Amar criticizes Adams, Madison, Jefferson, Calhoun, and Jackson, among other leading politicians, and stakes out a distinctive position among the Constitution’s many interpreters. This alone justifies the book ... The work, with its comprehensive scope, incisive analysis, and storyteller’s gifts, is frequently provocative and sweeping in its simultaneous grasp of politics and law. The great strength of The Words That Made Us is to place constitutional history in a geostrategic context ... Amar persuasively documents that the Americanization of the Colonies was enabled by the newspapers of the day, which helped nationalize dissent ... Amar’s distinctive contribution in this book is to recognize how corrosive the Three-Fifths compromise proved to be ... Amar’s use of biography and narrative history brings these stories to life. For Amar at his best, context is the key to retelling his account of the American constitutional conversation ... In one instance, Amar’s contextualism fails him. Amar’s discussion of President Jackson’s 1832 veto of the Act to Renew the Charter of the Second Bank of the United States is narrow and legalistic.
Amar explores this territory brilliantly in The Words That Made Us, his deeply probing, highly readable study of “America’s constitutional conversation” from 1760 to 1840 ... For all of his insightful, and at times surprising, reflections on the founders, Amar is no exponent of the great man theory of history, at least when it comes to the key documents of early America. He strongly suggests that America as a whole — through its great national conversation — did more to draft the Declaration of Independence than Jefferson, and more to write the Constitution than Madison ... Excellent as The Words That Made Us is, there are ways it might have been even better.
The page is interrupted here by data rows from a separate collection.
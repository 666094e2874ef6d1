// WhatsApp messaging gateway client and webhook payloads
use async_trait::async_trait;
use serde::{Deserialize, Serialize};
use serde_json::{json, Map, Value};
use std::fmt;
use std::str::FromStr;
use std::time::Duration;
use thiserror::Error;

use crate::config::GatewayConfig;

#[derive(Debug, Error)]
pub enum GatewayError {
    #[error("gateway request timed out")]
    Timeout,

    #[error("gateway request failed: {0}")]
    Transport(String),

    #[error("gateway rejected the message with HTTP {status}: {body}")]
    Rejected { status: u16, body: String },
}

impl From<reqwest::Error> for GatewayError {
    fn from(err: reqwest::Error) -> Self {
        if err.is_timeout() {
            GatewayError::Timeout
        } else {
            GatewayError::Transport(err.to_string())
        }
    }
}

/// Opened (plaintext) per-company gateway credentials.
#[derive(Clone, PartialEq)]
pub struct GatewayCredentials {
    pub instance: String,
    pub token: String,
    pub client_token: String,
}

impl fmt::Debug for GatewayCredentials {
    fn fmt(&self, f: &mut fmt::Formatter<'_>) -> fmt::Result {
        f.debug_struct("GatewayCredentials")
            .field("instance", &self.instance)
            .finish_non_exhaustive()
    }
}

#[derive(Debug, Clone, Copy, PartialEq, Eq, Serialize, Deserialize)]
#[serde(rename_all = "lowercase")]
pub enum MessageKind {
    Text,
    Image,
    Audio,
    Video,
}

impl MessageKind {
    pub fn as_str(&self) -> &'static str {
        match self {
            MessageKind::Text => "text",
            MessageKind::Image => "image",
            MessageKind::Audio => "audio",
            MessageKind::Video => "video",
        }
    }

    /// Gateway endpoint suffix, e.g. `send-text`
    pub fn endpoint(&self) -> String {
        format!("send-{}", self.as_str())
    }
}

impl FromStr for MessageKind {
    type Err = String;

    fn from_str(s: &str) -> Result<Self, Self::Err> {
        match s.trim().to_ascii_lowercase().as_str() {
            "text" => Ok(MessageKind::Text),
            "image" => Ok(MessageKind::Image),
            "audio" => Ok(MessageKind::Audio),
            "video" => Ok(MessageKind::Video),
            other => Err(format!("unsupported message kind '{}'", other)),
        }
    }
}

/// One outbound message
#[derive(Debug, Clone, PartialEq)]
pub struct OutboundMessage {
    pub phone: String,
    pub kind: MessageKind,
    pub message: String,
    pub media: Option<String>,
}

impl OutboundMessage {
    /// Gateway request body: `{phone, message}` plus the media URL under the kind's name.
    pub fn body(&self) -> Value {
        let mut body = json!({
            "phone": self.phone,
            "message": self.message,
        });
        if let (Some(media), Value::Object(map)) = (&self.media, &mut body) {
            if self.kind != MessageKind::Text {
                map.insert(self.kind.as_str().to_string(), json!(media));
            }
        }
        body
    }
}

#[derive(Debug, Clone, PartialEq, Default, Deserialize)]
#[serde(rename_all = "camelCase")]
pub struct SendReceipt {
    #[serde(default)]
    pub message_id: Option<String>,
    #[serde(default)]
    pub zaap_id: Option<String>,
}

#[async_trait]
pub trait MessagingGateway: Send + Sync {
    async fn send(
        &self,
        credentials: &GatewayCredentials,
        message: &OutboundMessage,
    ) -> Result<SendReceipt, GatewayError>;
}

pub struct HttpGateway {
    client: reqwest::Client,
    base_url: String,
}

impl HttpGateway {
    pub fn new(config: &GatewayConfig) -> Result<Self, GatewayError> {
        let client = reqwest::Client::builder()
            .timeout(Duration::from_secs(config.request_timeout_secs))
            .build()?;
        Ok(Self {
            client,
            base_url: config.base_url.trim_end_matches('/').to_string(),
        })
    }

    pub fn endpoint_url(&self, credentials: &GatewayCredentials, kind: MessageKind) -> String {
        format!(
            "{}/instances/{}/token/{}/{}",
            self.base_url,
            credentials.instance,
            credentials.token,
            kind.endpoint()
        )
    }
}

#[async_trait]
impl MessagingGateway for HttpGateway {
    async fn send(
        &self,
        credentials: &GatewayCredentials,
        message: &OutboundMessage,
    ) -> Result<SendReceipt, GatewayError> {
        let url = self.endpoint_url(credentials, message.kind);
        let response = self
            .client
            .post(&url)
            .header("Client-Token", &credentials.client_token)
            .json(&message.body())
            .send()
            .await?;

        let status = response.status();
        if !status.is_success() {
            let body = response.text().await.unwrap_or_default();
            return Err(GatewayError::Rejected { status: status.as_u16(), body });
        }
        Ok(response.json().await.unwrap_or_default())
    }
}

/// Inbound gateway callback. Only `ReceivedCallback` payloads carry messages.
#[derive(Debug, Clone, Deserialize)]
#[serde(rename_all = "camelCase")]
pub struct WebhookPayload {
    #[serde(rename = "type", default)]
    pub kind: String,
    #[serde(default)]
    pub message_id: Option<String>,
    #[serde(default)]
    pub phone: Option<String>,
    #[serde(default)]
    pub from_me: bool,
    /// Epoch millis of the message, spelled as the gateway spells it.
    #[serde(default)]
    pub momment: Option<i64>,
    #[serde(default)]
    pub sender_name: Option<String>,
    #[serde(default)]
    pub sender_photo: Option<String>,
    #[serde(default)]
    pub chat_name: Option<String>,
    #[serde(flatten)]
    pub content: Map<String, Value>,
}

pub const RECEIVED_CALLBACK: &str = "ReceivedCallback";

/// Content kinds recognised in inbound messages, in lookup order.
const CONTENT_KINDS: &[&str] = &["text", "audio", "image", "video", "sticker"];

impl WebhookPayload {
    pub fn is_received(&self) -> bool {
        self.kind == RECEIVED_CALLBACK
    }

    /// The content kind and its object, e.g. `("text", {"message": "hi"})`.
    pub fn content(&self) -> Option<(&'static str, Value)> {
        CONTENT_KINDS
            .iter()
            .find_map(|kind| self.content.get(*kind).map(|v| (*kind, v.clone())))
    }

    /// Short human preview used for chat metadata and push bodies.
    pub fn preview(&self) -> String {
        match self.content() {
            Some(("text", value)) => value
                .get("message")
                .and_then(Value::as_str)
                .unwrap_or_default()
                .to_string(),
            Some((kind, value)) => value
                .get("caption")
                .and_then(Value::as_str)
                .map(str::to_string)
                .unwrap_or_else(|| format!("[{}]", kind)),
            None => String::new(),
        }
    }
}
One involves class. Amar is appropriately attentive to the relative absence of Black Americans, women and Indians from the constitutional conversation (though he notes that their participation grew over time). It would have been good if he had said more about the exclusion of poor people, since so much of the discussion in this era was dominated by economic elites. At times, his radar for class issues seems to falter ... Also less than ideal is the book’s length. Amar declares that he wants students, pundits, politicians and the general citizenry to read his history and be improved by it. The chances of them doing so are reduced considerably by a three-digit page count that begins with an '8.' Portions could have been trimmed, or placed in an online appendix, in the interest of luring more people into the conversation ... enormously appealing — democratic, inclusive and rooted in an ethos of 'Come now, let us reason together' ... In addition to educating the Americans engaged in this discussion about their rich constitutional legacy, the book has a generous spirit that can be a much-needed balm in these troubled times.
... the rarest of things — a constitutional romance. Amar, an eminent professor of law and political science at Yale, has great affection for his subject as a text that is worthy of loving engagement by scholars and the public at large ... Amar’s story is more celebratory, but the strength of his argument depends on whether his central metaphor of a conversation accurately captures what is at stake in this book ... Amar delivers brilliant chestnuts of interpretation ... Amar is fair-minded in assessing the deficits of the new document, noting for instance that the three-fifths clause buttressed enslavers’ power in the House and enabled Jefferson and a succession of enslavers to win the presidency on the backs of the enslaved ... Amar loves his subjects — perhaps a bit too much ... Amar freely confesses that he hopes his book will take its place alongside classic works by historians such as George Bancroft, Charles Beard and Gordon Wood. It is too early to make such predictions, but one should note that these classic authors attained their influence and staying power in part by capturing something that characterized their era, as well as something less timebound. In a moment that has produced profound debates on such topics as America’s place in a larger world and its racial, ethnic and religious composition, it is open to question whether a book that traverses, often brilliantly, such a delimited range of conversation can capture what was truly at stake for Americans of the founding generation, as well as for ourselves.